Figure 1-5 Real Estate Securitization Vehicles and Related Laws

Figure 1-5  Real Estate Securitization Vehicles and Related Laws

Note) YKs at the time the Company Law took effect shall in principle survive as KKs under the Company Law. Prepared by ARES

1. Asset Monetization and Asset Management Products

  There are two categories for real estate securitization as a collective investment structure (Figure 1-6).

  The first is commonly referred to as “monetization” and involves the owner of the real estate (originator) transferring the real estate to a securitization vehicle from its balance sheet (moving the asset off balance sheet) and procuring capital by using the future cash flow from the real estate asset to service the investment of third party investors. This is known as asset monetization real estate securitization and the securitization is built around the real estate itself.

  The other category is known as asset management real estate securitization. In this securitization, the assets of investors are gathered to form a fund and these funds are then invested into real estate by the fund manager (asset manager) and the earnings from the assets purchased are distributed to investors. In contrast to asset monetization securitization, fund securitization is built around capital.

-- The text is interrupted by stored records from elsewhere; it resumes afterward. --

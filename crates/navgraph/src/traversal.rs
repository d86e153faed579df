//! Pluggable traversal rules

use crate::graph_node::GraphNode;

/// Decides which nodes a path may enter and what entering them costs.
///
/// The default methods implement the standard rules: a node is traversable
/// when it is walkable and its tag is enabled, and entering it costs the
/// tag penalty plus the node's own penalty.
pub trait TraversalProvider: Send + Sync {
    fn can_traverse(&self, enabled_tags: u32, node: &GraphNode) -> bool {
        node.walkable() && (enabled_tags >> node.tag()) & 1 != 0
    }

    fn traversal_cost(&self, tag_penalties: &[u32; 32], node: &GraphNode) -> u32 {
        tag_penalties[node.tag() as usize].saturating_add(node.penalty())
    }
}

/// Provider with the standard rules
#[derive(Debug, Clone, Copy, Default)]
pub struct DefaultTraversalProvider;

impl TraversalProvider for DefaultTraversalProvider {}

  These patterns of real estate securitization differ not only in their objectives but also in the relevant laws and securitization vehicles. Since different laws apply, depending on the securitization vehicle used, the securitized asset either can or cannot be switched (i.e., sold and replaced with a different asset). Therefore, the choice of the securitization vehicle should be made only after giving sufficient consideration to the objective of the securitization.

Figure 1-6 Two Real Estate Securitization Structures

Figure 1-6  Two Real Estate Securitization Structures

Note) YKs at the time the Company Law took effect shall in principle survive as KKs under the Company Law. Prepared by ARES

2. Contract and Company Securitization Vehicles

  Securitization vehicles are the basic element of real estate securitization and there are two forms: contract and company based vehicles.

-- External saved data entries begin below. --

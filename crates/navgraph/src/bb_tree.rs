//! Bounding box tree over the nodes of a tile
//!
//! The tree is built over the XZ bounding rectangles of the nodes and stored as
//! a flat array of boxes. Queries take a closure that evaluates a single node,
//! which keeps the tree independent of how node geometry is stored and of the
//! filter applied to candidates.

use glam::Vec3;
use navgraph_common::{Int2, Int3, PRECISION_FACTOR};

use crate::graph_node::NodeIndex;

/// Maximum number of nodes stored in a leaf
pub const MAXIMUM_LEAF_SIZE: usize = 4;

/// Integer rectangle on the XZ plane. `y` is the z axis.
#[derive(Debug, Clone, Copy, PartialEq, Eq)]
pub struct IntRect {
    pub xmin: i32,
    pub ymin: i32,
    pub xmax: i32,
    pub ymax: i32,
}

impl IntRect {
    pub fn new(xmin: i32, ymin: i32, xmax: i32, ymax: i32) -> Self {
        Self { xmin, ymin, xmax, ymax }
    }

    /// Bounding rectangle of the XZ projection of `points`
    pub fn from_points(points: &[Int3]) -> Self {
        let mut rect = IntRect::new(i32::MAX, i32::MAX, i32::MIN, i32::MIN);
        for p in points {
            rect.xmin = rect.xmin.min(p.x);
            rect.ymin = rect.ymin.min(p.z);
            rect.xmax = rect.xmax.max(p.x);
            rect.ymax = rect.ymax.max(p.z);
        }
        rect
    }

    pub fn union(&self, other: &IntRect) -> IntRect {
        IntRect::new(
            self.xmin.min(other.xmin),
            self.ymin.min(other.ymin),
            self.xmax.max(other.xmax),
            self.ymax.max(other.ymax),
        )
    }

    pub fn width(&self) -> i64 {
        self.xmax as i64 - self.xmin as i64
    }

    pub fn height(&self) -> i64 {
        self.ymax as i64 - self.ymin as i64
    }

    /// True if the world-space point lies inside the rectangle on XZ
    pub fn contains_world(&self, p: Vec3) -> bool {
        p.x >= self.xmin as f32 * PRECISION_FACTOR
            && p.z >= self.ymin as f32 * PRECISION_FACTOR
            && p.x <= self.xmax as f32 * PRECISION_FACTOR
            && p.z <= self.ymax as f32 * PRECISION_FACTOR
    }

    /// Squared XZ distance from a world-space point to the rectangle
    pub fn sqr_distance_world(&self, p: Vec3) -> f32 {
        let xmin = self.xmin as f32 * PRECISION_FACTOR;
        let xmax = self.xmax as f32 * PRECISION_FACTOR;
        let zmin = self.ymin as f32 * PRECISION_FACTOR;
        let zmax = self.ymax as f32 * PRECISION_FACTOR;
        let dx = (xmin - p.x).max(0.0).max(p.x - xmax);
        let dz = (zmin - p.z).max(0.0).max(p.z - zmax);
        dx * dx + dz * dz
    }
}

  The contract vehicle involves the use of tokumei kumiai (TK, silent partnership) under the Commercial Code and nin'i kumiai (NK, voluntary association) and trusts under the Civil Code. In contract vehicles, the business of the real estate securitization is based on a contract between the parties (association investors, operator, trust settlor, trustee, etc.). The laws that govern contract vehicles are the Real Estate Syndication Act for TKs and NKs, the Asset Monetization Law for special purpose trusts (SPT) and the Investment Trust Law for investment trusts.

  In company vehicles the real estate securitization is achieved by establishing a company for conducting the business objective. The vehicles used are special purpose companies (SPCs) provided for in the Asset Monetization Law and investment corporations under the Investment Trust Law, but for practical reasons both YKs and KKs are used regularly.

3. Debt and Equity

  The securities issued as part of the process for real estate securitization can be split into two broad groups: debt and equity.

  Debt obligations require the issuer to pay principal and interest, much like a loan or corporate bond, from the revenue of the asset being securitized. For the investor this is a pledge from the borrower to receive fixed interest and principal payments on set dates designated in advance.

  Equity is the remaining capital after debts are subtracted from the total assets of the securitization vehicle. This capital is most commonly comprised of shares and Equity investors can only receive dividends after all equity-like securities (investment securities issued by investment corporations, specific investments and preferred equity securities of SPCs, etc.) issued by the securitization vehicle, investments from TKs and NKs and other investments that take the first loss if anything negative occurs.

Note) On the balance sheet of a TK investor the investment is shown on the “Asset” side of the balance sheet but the balance sheet of the operator itself is limited by the amount indicated as paid-in capital in the commercial registry. Therefore, the investment of a TK member is ordinarily indicated as a “long-term deposit” or, when the amount is not material, the account category of “other liabilities” is used. (Excerpt from page 89 of “Monetization and Securitization Accounting and Taxation, Second Edition” published by Chuokeizai-sha).

  Equity investors can only receive dividends after all debt obligations have been met and so they receive dividends from the property remaining after the principal is repaid to the debt holders at the time of settlement. Thus the debt holder has preference over the equity investors.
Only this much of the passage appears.